Dispostas estas coisas, cada um cuidou em arrumar-se e fazer sua colheita, destruir as roças, e preparar bom farnél, pois deviam em pouco tempo deixar e abandonar este lugar: indagavam muito de varias coisas tendentes á sua salvação, e eram satisfeitas as suas perguntas.
Aproveitaram-se os Francezes da occasião e facilidade, que lhes offerecia para conquistar a nação proxima de indios inimigos, da aldeia de Thion, e causava pena ouvil-os dizer, que haviam comido a muitos, porque eram mais fortes, tinham maior numero de aldeiamentos e de homens, e o Principal d’elles, chamado Farinha-grossa, valente na guerra, alegre, e muito propenso ao Christianismo, como fallaremos n’outro lugar, dizia com garbo, «si eu quizesse comer os inimigos, não ficaria um só, porem conservei-os para satisfazer minha vontade, uns após outros, entreter meo apetite, e exercitar diariamente minha gente na guerra: e de que serviria matal-os todos de uma só vez quando não havia quem os comesse? Alem d’isto não tendo minha gente com quem bater-se, se desuniriam, e separar-se-iam como aconteceo á Thion.» Assim disse, porque antes estas duas nações formavam uma só, morando juntas, em lugares longinquos e distantes dos inimigos, contra os quaes podiam exercitar-se na guerra, e apezar de tudo atacaram-se reciprocamente.

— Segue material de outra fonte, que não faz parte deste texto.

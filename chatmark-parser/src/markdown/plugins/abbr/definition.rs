//! Abbreviation definitions: `*[LABEL]: Expansion`.

use crate::markdown::block::BlockState;
use once_cell::sync::Lazy;
use regex::Regex;

static LABEL_ESCAPE: Lazy<Regex> = Lazy::new(|| Regex::new(r"\\(.)").unwrap());

/// A definition line split into its unescaped label and trimmed expansion.
#[derive(Debug, Clone, PartialEq, Eq)]
pub struct Definition {
    pub label: String,
    pub expansion: String,
}

/// Recognize a definition within `src[start..end]` (one line, indentation already skipped).
///
/// `LABEL` may not contain a bare `[` or `]`; `\X` stands for a literal `X`. Returns `None`
/// for anything that is not a complete definition, including an empty label or expansion.
pub fn parse_definition(src: &str, start: usize, end: usize) -> Option<Definition> {
    let bytes = src.as_bytes();
    let mut pos = start;

    if pos + 2 >= end {
        return None;
    }
    if bytes[pos] != b'*' || bytes[pos + 1] != b'[' {
        return None;
    }
    pos += 2;

    let label_start = pos;
    let mut label_end = None;
    while pos < end {
        match bytes[pos] {
            b'[' => return None,
            b']' => {
                label_end = Some(pos);
                break;
            }
            b'\\' => pos += 1,
            _ => {}
        }
        pos += 1;
    }

    let label_end = label_end?;
    if label_end + 1 >= end || bytes[label_end + 1] != b':' {
        return None;
    }

    let label = LABEL_ESCAPE
        .replace_all(&src[label_start..label_end], "$1")
        .into_owned();
    let expansion = src[label_end + 2..end].trim();
    if label.is_empty() || expansion.is_empty() {
        return None;
    }

    Some(Definition {
        label,
        expansion: expansion.to_string(),
    })
}

/// Block rule collecting one definition per line into `env.abbreviations`.
///
/// In probe mode it only reports whether the line is a definition.
pub fn abbr_def(
    state: &mut BlockState<'_>,
    start_line: usize,
    _end_line: usize,
    silent: bool,
) -> bool {
    let start = state.content_start(start_line);
    let end = state.e_marks[start_line];

    let Some(definition) = parse_definition(state.src, start, end) else {
        return false;
    };

    if silent {
        return true;
    }

    let Definition { label, expansion } = definition;
    if state.env.abbreviations.contains(&label) {
        tracing::debug!(label = %label, "ignoring redefined abbreviation");
    } else {
        tracing::debug!(label = %label, expansion = %expansion, "abbreviation defined");
        state.env.abbreviations.insert(label, expansion);
    }

    state.line = start_line + 1;
    true
}

#[cfg(test)]
mod tests {
    use super::*;
    use crate::markdown::engine::Markdown;
    use crate::markdown::env::Env;
    use crate::markdown::plugins::abbr::abbr_plugin;
    use crate::markdown::token::TokenKind;
    use rstest::rstest;

    fn parse_line(line: &str) -> Option<Definition> {
        parse_definition(line, 0, line.len())
    }

    fn abbr_md() -> Markdown {
        let mut md = Markdown::new();
        md.use_plugin(abbr_plugin).unwrap();
        md
    }

    #[test]
    fn test_parses_label_and_trimmed_expansion() {
        assert_eq!(
            parse_line("*[HTML]:   HyperText Markup Language  "),
            Some(Definition {
                label: "HTML".into(),
                expansion: "HyperText Markup Language".into()
            })
        );
    }

    #[test]
    fn test_escapes_in_label() {
        let definition = parse_line(r"*[a\]b\\c]: weird").unwrap();
        assert_eq!(definition.label, r"a]b\c");
    }

    #[rstest]
    #[case::too_short("*[")]
    #[case::no_star("[HTML]: x")]
    #[case::no_bracket("*HTML: x")]
    #[case::unterminated("*[HTML: x")]
    #[case::nested_bracket("*[HT[ML]: x")]
    #[case::no_colon("*[HTML] x")]
    #[case::nothing_after_label("*[HTML]")]
    #[case::empty_label("*[]: text")]
    #[case::empty_expansion("*[HTML]: ")]
    #[case::escaped_close("*[HTML\\]: x")]
    fn test_rejected_lines(#[case] line: &str) {
        assert_eq!(parse_line(line), None);
    }

    #[test]
    fn test_definition_line_is_consumed() {
        let md = abbr_md();
        let mut env = Env::new();
        let tokens = md.parse("*[HTML]: HyperText\n*[CSS]: Cascading", &mut env);

        assert!(tokens.is_empty());
        assert_eq!(env.abbreviations.get("HTML"), Some("HyperText"));
        assert_eq!(env.abbreviations.get("CSS"), Some("Cascading"));
    }

    #[test]
    fn test_indented_definition_is_accepted() {
        let md = abbr_md();
        let mut env = Env::new();
        md.parse("  *[JS]: JavaScript", &mut env);
        assert_eq!(env.abbreviations.get("JS"), Some("JavaScript"));
    }

    #[test]
    fn test_first_definition_wins() {
        let md = abbr_md();
        let mut env = Env::new();
        md.parse("*[L]: A\n\ntext\n\n*[L]: B", &mut env);
        assert_eq!(env.abbreviations.get("L"), Some("A"));
        assert_eq!(env.abbreviations.len(), 1);
    }

    #[test]
    fn test_definition_interrupts_paragraph() {
        let md = abbr_md();
        let mut env = Env::new();
        let tokens = md.parse("Some text\n*[API]: Application Programming Interface", &mut env);

        assert_eq!(tokens[1].content, "Some text");
        assert_eq!(env.abbreviations.len(), 1);
    }

    #[test]
    fn test_rejected_definition_stays_content() {
        let md = abbr_md();
        let mut env = Env::new();
        let tokens = md.parse("*[]: text", &mut env);

        assert!(env.abbreviations.is_empty());
        assert_eq!(tokens[0].kind, TokenKind::ParagraphOpen);
        assert_eq!(tokens[1].content, "*[]: text");
    }

    #[test]
    fn test_rejected_definition_does_not_interrupt_paragraph() {
        let md = abbr_md();
        let mut env = Env::new();
        let tokens = md.parse("text\n*[L]:", &mut env);
        assert_eq!(tokens[1].content, "text\n*[L]:");
    }

    #[test]
    fn test_probe_mode_leaves_table_untouched() {
        let md = abbr_md();
        let mut env = Env::new();
        let mut tokens = Vec::new();
        let mut state = BlockState::new("*[X]: y", &md, &mut env, &mut tokens);

        assert!(abbr_def(&mut state, 0, 1, true));
        assert_eq!(state.line, 0);
        assert!(state.env.abbreviations.is_empty());

        assert!(abbr_def(&mut state, 0, 1, false));
        assert_eq!(state.line, 1);
        assert_eq!(state.env.abbreviations.get("X"), Some("y"));
    }
}
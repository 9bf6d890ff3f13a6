//! # chatmark
//!
//! A markdown token pipeline for chat messages.
//!
//! File Layout
//!
//! The pipeline is modelled as three stages that share a flat token stream:
//!
//! src/markdown
//!   ├── block      Line-based block rules (fences, headings, paragraphs, ...)
//!   ├── inlines    Inline parsing of `inline` token content into children
//!   ├── pipeline   The top-level chain: normalize → block → inline → linkify
//!   ├── plugins    Optional rules registered through [`Markdown::use_plugin`]
//!   └── render     HTML rendering of the final token stream
//!
//! Every stage is a [`Ruler`](markdown::ruler::Ruler) of named rules, so plugins can hook
//! themselves before or after existing rules by name.
//!
//! For testing helpers, see the [testing module](markdown::testing).
//!
//! [`Markdown::use_plugin`]: markdown::engine::Markdown::use_plugin

#![allow(rustdoc::invalid_html_tags)]

pub mod markdown;

pub use markdown::engine::Markdown;
pub use markdown::env::Env;
pub use markdown::options::Options;
pub use markdown::plugins::abbr::abbr_plugin;
pub use markdown::token::{Nesting, Token, TokenKind};
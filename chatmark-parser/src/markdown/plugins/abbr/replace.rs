//! Core rule wrapping bounded label occurrences in `abbr_open` / `abbr_close` tokens.

use super::pattern::AbbreviationMatcher;
use super::table::AbbreviationTable;
use crate::markdown::pipeline::CoreState;
use crate::markdown::token::{Nesting, Token, TokenKind};

pub fn abbr_replace(state: &mut CoreState<'_>) {
    let table = &state.env.abbreviations;
    if table.is_empty() {
        return;
    }

    let matcher = match AbbreviationMatcher::new(table) {
        Ok(matcher) => matcher,
        Err(err) => {
            tracing::warn!(error = %err, "abbreviations left unexpanded");
            return;
        }
    };

    let mut applied = 0;
    for token in state
        .tokens
        .iter_mut()
        .filter(|token| token.kind == TokenKind::Inline)
    {
        if let Some(children) = token.children.as_mut() {
            applied += annotate_children(children, &matcher, table);
        }
    }

    if applied > 0 {
        tracing::debug!(applied, "abbreviations applied");
    }
}

/// Rebuild `children` with every text token split around its labels. Returns the number of
/// annotations produced.
fn annotate_children(
    children: &mut Vec<Token>,
    matcher: &AbbreviationMatcher,
    table: &AbbreviationTable,
) -> usize {
    let original = std::mem::take(children);
    let mut out = Vec::with_capacity(original.len());
    let mut applied = 0;
    // Text already inside an abbreviation is never annotated again.
    let mut abbr_level = 0usize;

    for token in original {
        match token.kind {
            TokenKind::AbbrOpen => abbr_level += 1,
            TokenKind::AbbrClose => abbr_level = abbr_level.saturating_sub(1),
            TokenKind::Text if abbr_level == 0 && matcher.might_match(&token.content) => {
                let count = split_text(&token.content, matcher, table, &mut out);
                if count > 0 {
                    tracing::trace!(text = %token.content, count, "annotated text token");
                    applied += count;
                    continue;
                }
            }
            _ => {}
        }
        out.push(token);
    }

    *children = out;
    applied
}

/// Push the annotated pieces of `text` onto `out`. Returns the number of labels found; when it
/// is zero nothing was pushed.
fn split_text(
    text: &str,
    matcher: &AbbreviationMatcher,
    table: &AbbreviationTable,
    out: &mut Vec<Token>,
) -> usize {
    let mut pos = 0;
    let mut count = 0;

    for range in matcher.find_labels(text) {
        let label = &text[range.clone()];
        let Some(expansion) = table.get(label) else {
            continue;
        };

        out.push(Token::text(&text[pos..range.start]));

        let mut open = Token::new(TokenKind::AbbrOpen, "abbr", Nesting::Open);
        open.attr_push("title", expansion);
        out.push(open);

        out.push(Token::text(label));
        out.push(Token::new(TokenKind::AbbrClose, "abbr", Nesting::Close));

        pos = range.end;
        count += 1;
    }

    if count > 0 && pos < text.len() {
        out.push(Token::text(&text[pos..]));
    }
    count
}
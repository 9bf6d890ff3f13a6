//! Inline stage
//!
//! Turns the raw `content` of each [`TokenKind::Inline`](crate::markdown::token::TokenKind)
//! token into child tokens: text, emphasis, code spans, links and line breaks.

pub mod nodes;
pub mod parser;

pub use nodes::{into_tokens, InlineContent, InlineNode, LinkInline};
pub use parser::{parse_inlines, InlineContext};

use crate::markdown::token::Token;

/// Parse `content` and flatten the result into child tokens.
pub fn tokenize_inline(content: &str, ctx: &InlineContext<'_>) -> Vec<Token> {
    into_tokens(parse_inlines(content, ctx))
}
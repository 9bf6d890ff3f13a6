//! Optional rule sets installed with [`Markdown::use_plugin`](crate::markdown::engine::Markdown::use_plugin).

pub mod abbr;
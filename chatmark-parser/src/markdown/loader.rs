//! Document loading utilities
//!
//! `DocumentLoader` reads markdown from a file, a string or any reader and runs it through a
//! configured [`Markdown`] instance. The CLI and the integration tests both go through it.
//!
//! ```rust,ignore
//! let md = Markdown::new();
//! let html = DocumentLoader::from_path("notes.md")?.render(&md);
//! let (tokens, env) = DocumentLoader::from_string("*[A]: Alpha\n\nA").parse(&md);
//! ```

use crate::markdown::engine::Markdown;
use crate::markdown::env::Env;
use crate::markdown::token::Token;
use std::fs;
use std::io::Read;
use std::path::Path;

/// Error that can occur when loading documents
#[derive(Debug, Clone, PartialEq, Eq)]
pub enum LoaderError {
    /// IO error when reading the source
    IoError(String),
}

impl std::fmt::Display for LoaderError {
    fn fmt(&self, f: &mut std::fmt::Formatter<'_>) -> std::fmt::Result {
        match self {
            LoaderError::IoError(msg) => write!(f, "IO error: {}", msg),
        }
    }
}

impl std::error::Error for LoaderError {}

impl From<std::io::Error> for LoaderError {
    fn from(err: std::io::Error) -> Self {
        LoaderError::IoError(err.to_string())
    }
}

pub struct DocumentLoader {
    source: String,
}

impl DocumentLoader {
    pub fn from_path<P: AsRef<Path>>(path: P) -> Result<Self, LoaderError> {
        let source = fs::read_to_string(path)?;
        Ok(DocumentLoader { source })
    }

    pub fn from_string<S: Into<String>>(source: S) -> Self {
        DocumentLoader {
            source: source.into(),
        }
    }

    /// Read everything from `reader`, e.g. stdin.
    pub fn from_reader<R: Read>(mut reader: R) -> Result<Self, LoaderError> {
        let mut source = String::new();
        reader.read_to_string(&mut source)?;
        Ok(DocumentLoader { source })
    }

    /// Parse with a fresh environment and hand both back.
    pub fn parse(&self, md: &Markdown) -> (Vec<Token>, Env) {
        let mut env = Env::new();
        let tokens = md.parse(&self.source, &mut env);
        (tokens, env)
    }

    pub fn render(&self, md: &Markdown) -> String {
        md.render(&self.source)
    }

    pub fn source(&self) -> &str {
        &self.source
    }
}
//! Inline tree produced by the parser before it is flattened into tokens.
//!
//! Parsing into a small tree first keeps delimiter matching simple: an unclosed `*` frame can
//! still be dissolved back into literal text before anything is emitted.

use crate::markdown::token::{Nesting, Token, TokenKind};

/// Sequence of inline nodes.
pub type InlineContent = Vec<InlineNode>;

#[derive(Debug, Clone, PartialEq)]
pub enum InlineNode {
    /// Plain text segment with no formatting.
    Plain(String),
    /// Strong emphasis delimited by `**` or `__`.
    Strong { marker: char, children: InlineContent },
    /// Emphasis delimited by `*` or `_`.
    Emphasis { marker: char, children: InlineContent },
    /// Code span; `markup` is the backtick run that delimited it.
    Code { content: String, markup: String },
    Link(LinkInline),
    SoftBreak,
    HardBreak,
}

#[derive(Debug, Clone, PartialEq)]
pub struct LinkInline {
    pub href: String,
    pub title: Option<String>,
    pub children: InlineContent,
    /// `<scheme:...>` autolink rather than `[text](...)`.
    pub auto: bool,
}

/// Flatten a node tree into the token sequence stored in an inline token's `children`.
pub fn into_tokens(content: InlineContent) -> Vec<Token> {
    let mut tokens = Vec::new();
    push_tokens(content, &mut tokens);
    tokens
}

fn push_tokens(content: InlineContent, out: &mut Vec<Token>) {
    for node in content {
        match node {
            InlineNode::Plain(text) => out.push(Token::text(text)),
            InlineNode::Strong { marker, children } => {
                let markup = marker.to_string().repeat(2);
                wrap(
                    out,
                    children,
                    TokenKind::StrongOpen,
                    TokenKind::StrongClose,
                    "strong",
                    &markup,
                );
            }
            InlineNode::Emphasis { marker, children } => {
                let markup = marker.to_string();
                wrap(
                    out,
                    children,
                    TokenKind::EmOpen,
                    TokenKind::EmClose,
                    "em",
                    &markup,
                );
            }
            InlineNode::Code { content, markup } => {
                let mut token = Token::new(TokenKind::CodeInline, "code", Nesting::SelfClosing);
                token.content = content;
                token.markup = markup;
                out.push(token);
            }
            InlineNode::Link(link) => {
                let mut open = Token::new(TokenKind::LinkOpen, "a", Nesting::Open);
                open.attr_push("href", link.href);
                if let Some(title) = link.title {
                    open.attr_push("title", title);
                }
                if link.auto {
                    open.markup = "autolink".to_string();
                    open.info = "auto".to_string();
                }
                let markup = open.markup.clone();
                let info = open.info.clone();
                out.push(open);
                push_tokens(link.children, out);
                let mut close = Token::new(TokenKind::LinkClose, "a", Nesting::Close);
                close.markup = markup;
                close.info = info;
                out.push(close);
            }
            InlineNode::SoftBreak => {
                out.push(Token::new(TokenKind::Softbreak, "br", Nesting::SelfClosing))
            }
            InlineNode::HardBreak => {
                out.push(Token::new(TokenKind::Hardbreak, "br", Nesting::SelfClosing))
            }
        }
    }
}

fn wrap(
    out: &mut Vec<Token>,
    children: InlineContent,
    open_kind: TokenKind,
    close_kind: TokenKind,
    tag: &str,
    markup: &str,
) {
    let mut open = Token::new(open_kind, tag, Nesting::Open);
    open.markup = markup.to_string();
    out.push(open);
    push_tokens(children, out);
    let mut close = Token::new(close_kind, tag, Nesting::Close);
    close.markup = markup.to_string();
    out.push(close);
}

#[cfg(test)]
mod tests {
    use super::*;

    #[test]
    fn test_link_flattens_to_open_children_close() {
        let tokens = into_tokens(vec![InlineNode::Link(LinkInline {
            href: "https://example.com".into(),
            title: Some("Example".into()),
            children: vec![InlineNode::Plain("site".into())],
            auto: false,
        })]);

        let kinds: Vec<_> = tokens.iter().map(|t| t.kind).collect();
        assert_eq!(
            kinds,
            vec![TokenKind::LinkOpen, TokenKind::Text, TokenKind::LinkClose]
        );
        assert_eq!(tokens[0].attr_get("title"), Some("Example"));
    }

    #[test]
    fn test_strong_markup_doubles_marker() {
        let tokens = into_tokens(vec![InlineNode::Strong {
            marker: '_',
            children: vec![InlineNode::Plain("x".into())],
        }]);
        assert_eq!(tokens[0].markup, "__");
        assert_eq!(tokens[2].kind, TokenKind::StrongClose);
    }
}
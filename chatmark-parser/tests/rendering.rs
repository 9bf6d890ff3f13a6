//! HTML output snapshots for whole documents

use chatmark_parser::markdown::loader::DocumentLoader;
use chatmark_parser::markdown::testing::workspace_path;
use chatmark_parser::{abbr_plugin, Markdown, Options};

fn render(src: &str) -> String {
    let mut md = Markdown::new();
    md.use_plugin(abbr_plugin).unwrap();
    md.render(src)
}

#[test]
fn test_worked_example_html() {
    let html = render("*[HTML]: HyperText Markup Language\n\nHTML is great.");
    insta::assert_snapshot!(html.trim_end(), @r#"<p><abbr title="HyperText Markup Language">HTML</abbr> is great.</p>"#);
}

#[test]
fn test_sample_document_html() {
    let mut md = Markdown::new();
    md.use_plugin(abbr_plugin).unwrap();
    let html = DocumentLoader::from_path(workspace_path("docs/samples/abbreviations.md"))
        .unwrap()
        .render(&md);
    insta::assert_snapshot!(html.trim_end(), @r#"
    <h1><abbr title="HyperText Markup Language">HTML</abbr> notes</h1>
    <p>The <abbr title="HyperText Markup Language">HTML</abbr> standard is maintained by the <abbr title="World Wide Web Consortium">W3C</abbr> and the <abbr title="Web Hypertext Application Technology Working Group">WHATWG</abbr>.
    HTML5 is not defined here, so it stays plain.</p>
    "#);
}

#[test]
fn test_mixed_blocks_html() {
    let src = "\
*[CLI]: Command Line Interface

# The CLI

Run the **CLI** with `--help`.

---

    CLI inside code
";
    insta::assert_snapshot!(render(src).trim_end(), @r#"
    <h1>The <abbr title="Command Line Interface">CLI</abbr></h1>
    <p>Run the <strong><abbr title="Command Line Interface">CLI</abbr></strong> with <code>--help</code>.</p>
    <hr>
    <pre><code>CLI inside code
    </code></pre>
    "#);
}

#[test]
fn test_rejected_definition_stays_visible() {
    let html = render("Intro\n*[]: empty label");
    insta::assert_snapshot!(html.trim_end(), @r#"
    <p>Intro
    *[]: empty label</p>
    "#);
}

#[test]
fn test_xhtml_output() {
    let mut md = Markdown::with_options(Options {
        xhtml_out: true,
        breaks: true,
        ..Options::default()
    });
    md.use_plugin(abbr_plugin).unwrap();
    let html = md.render("*[OK]: okay\n\nOK\nfine\n\n***");
    insta::assert_snapshot!(html.trim_end(), @r#"
    <p><abbr title="okay">OK</abbr><br />
    fine</p>
    <hr />
    "#);
}
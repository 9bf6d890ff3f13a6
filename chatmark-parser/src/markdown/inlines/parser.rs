use super::nodes::{InlineContent, InlineNode, LinkInline};
use crate::markdown::block::rules::reference::parse_title;
use crate::markdown::common::{is_safe_link, normalize_link, normalize_reference, unescape_all};
use crate::markdown::env::LinkReference;
use once_cell::sync::Lazy;
use regex::Regex;
use std::collections::HashMap;

static AUTOLINK: Lazy<Regex> =
    Lazy::new(|| Regex::new(r"^<([A-Za-z][A-Za-z0-9+.\-]{1,31}:[^<>\x00-\x20]*)>$").unwrap());

/// What the inline parser needs to know about the surrounding document.
pub struct InlineContext<'a> {
    pub references: &'a HashMap<String, LinkReference>,
    /// How deep link text may recurse.
    pub max_nesting: usize,
}

/// Parse inline nodes from a raw string.
pub fn parse_inlines(text: &str, ctx: &InlineContext<'_>) -> InlineContent {
    parse_nested(text, ctx, 0)
}

fn parse_nested(text: &str, ctx: &InlineContext<'_>, depth: usize) -> InlineContent {
    let chars: Vec<char> = text.chars().collect();
    if chars.is_empty() {
        return Vec::new();
    }

    let mut stack = vec![InlineFrame::new(FrameKind::Root)];

    let mut i = 0;
    while i < chars.len() {
        let ch = chars[i];

        match ch {
            // Handle escapes first so escaped tokens never trigger parser state.
            '\\' => {
                match chars.get(i + 1).copied() {
                    Some('\n') => {
                        stack.last_mut().unwrap().push_node(InlineNode::HardBreak);
                        i = skip_line_indent(&chars, i + 2);
                    }
                    Some(next) if next.is_ascii_punctuation() => {
                        stack.last_mut().unwrap().push_char(next);
                        i += 2;
                    }
                    _ => {
                        stack.last_mut().unwrap().push_char('\\');
                        i += 1;
                    }
                }
                continue;
            }
            '`' => {
                let run = run_length(&chars, i);
                match scan_code_span(&chars, i, run) {
                    Some((node, end)) => {
                        stack.last_mut().unwrap().push_node(node);
                        i = end;
                    }
                    None => {
                        // Unmatched run stays literal as a whole.
                        let frame = stack.last_mut().unwrap();
                        for _ in 0..run {
                            frame.push_char('`');
                        }
                        i += run;
                    }
                }
                continue;
            }
            '[' if depth < ctx.max_nesting => {
                if let Some((node, end)) = scan_link(&chars, i, ctx, depth) {
                    stack.last_mut().unwrap().push_node(node);
                    i = end;
                    continue;
                }
            }
            '<' => {
                if let Some((node, end)) = scan_autolink(&chars, i) {
                    stack.last_mut().unwrap().push_node(node);
                    i = end;
                    continue;
                }
            }
            '\n' => {
                let frame = stack.last_mut().unwrap();
                let trailing = frame.trim_trailing_spaces();
                frame.push_node(if trailing >= 2 {
                    InlineNode::HardBreak
                } else {
                    InlineNode::SoftBreak
                });
                i = skip_line_indent(&chars, i + 1);
                continue;
            }
            '*' | '_' => {
                i = handle_delimiter(&mut stack, &chars, i);
                continue;
            }
            _ => {}
        }

        stack.last_mut().unwrap().push_char(ch);
        i += 1;
    }

    // Flush any remaining text in the top frame before unwinding.
    if let Some(frame) = stack.last_mut() {
        frame.flush_buffer();
    }

    // Unclosed frames dissolve back into their literal delimiters.
    while stack.len() > 1 {
        let mut frame = stack.pop().unwrap();
        frame.flush_buffer();
        let parent = stack.last_mut().unwrap();
        if let Some((marker, width)) = frame.kind.delimiter() {
            for _ in 0..width {
                parent.push_char(marker);
            }
        }
        for child in frame.children {
            parent.push_node(child);
        }
    }

    let mut root = stack.pop().unwrap();
    root.flush_buffer();
    root.children
}
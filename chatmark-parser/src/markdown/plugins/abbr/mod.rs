//! Abbreviations
//!
//! ```text
//! *[HTML]: HyperText Markup Language
//!
//! HTML is great.
//! ```
//!
//! renders as `<p><abbr title="HyperText Markup Language">HTML</abbr> is great.</p>`.
//!
//! The plugin adds two rules:
//! - `abbr_def` (block, before `reference`): collects definition lines into
//!   [`Env::abbreviations`](crate::markdown::env::Env). It joins the `paragraph` chain, so a
//!   definition line also ends a running paragraph.
//! - `abbr_replace` (core, after `linkify`): wraps every bounded occurrence of a label in
//!   `abbr_open` / `abbr_close` tokens.

pub mod definition;
pub mod pattern;
pub mod replace;
pub mod table;

pub use definition::abbr_def;
pub use pattern::AbbreviationMatcher;
pub use replace::abbr_replace;
pub use table::AbbreviationTable;

use crate::markdown::engine::Markdown;
use crate::markdown::ruler::RulerError;

/// Install the abbreviation rules into `md`.
pub fn abbr_plugin(md: &mut Markdown) -> Result<(), RulerError> {
    md.block
        .ruler
        .before("reference", "abbr_def", abbr_def, &["paragraph", "reference"])?;
    md.core
        .ruler
        .after("linkify", "abbr_replace", abbr_replace, &[])?;
    Ok(())
}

Tal proceder confirma a bella maxima do Estado — quem deseja conservar o interior em paz, deve empregar os sediciosos fóra d’ahi, especialmente contra os inimigos da fé, e fallando em sentido moral — quem quer salvár o coração de todo o vicio e imperfeição deve resguardal-o das impressões exteriores.
Como condições de paz estabeleceo-se o esquecimento reciproco de todas as injurias, mortes e banquetes com os corpos dos inimigos: que devia revestir-se de paciencia quem mais perdesse: que não devia havêr exprobrações de parte á parte, e quando recolhidos a Ilha, morariam separados uns dos outros, e todos seriam fieis aos Francezes.
Chegada a occasião foram enviadas muitas canoas e barcos, nas quaes vieram para a Ilha.
Foram bem recebidos, o seo chefe Thion saudado com cinco tiros de peça, e duas descargas de mosquetaria, passando por meio de soldados francezes, dispostos conforme as ceremonias da guerra, assim entrou no Forte, onde o Sr. Pesieux e eu o acolhemos, e o condusimos á sua casa para descançar.
Em lugar proprio contarei o que elle nos disse.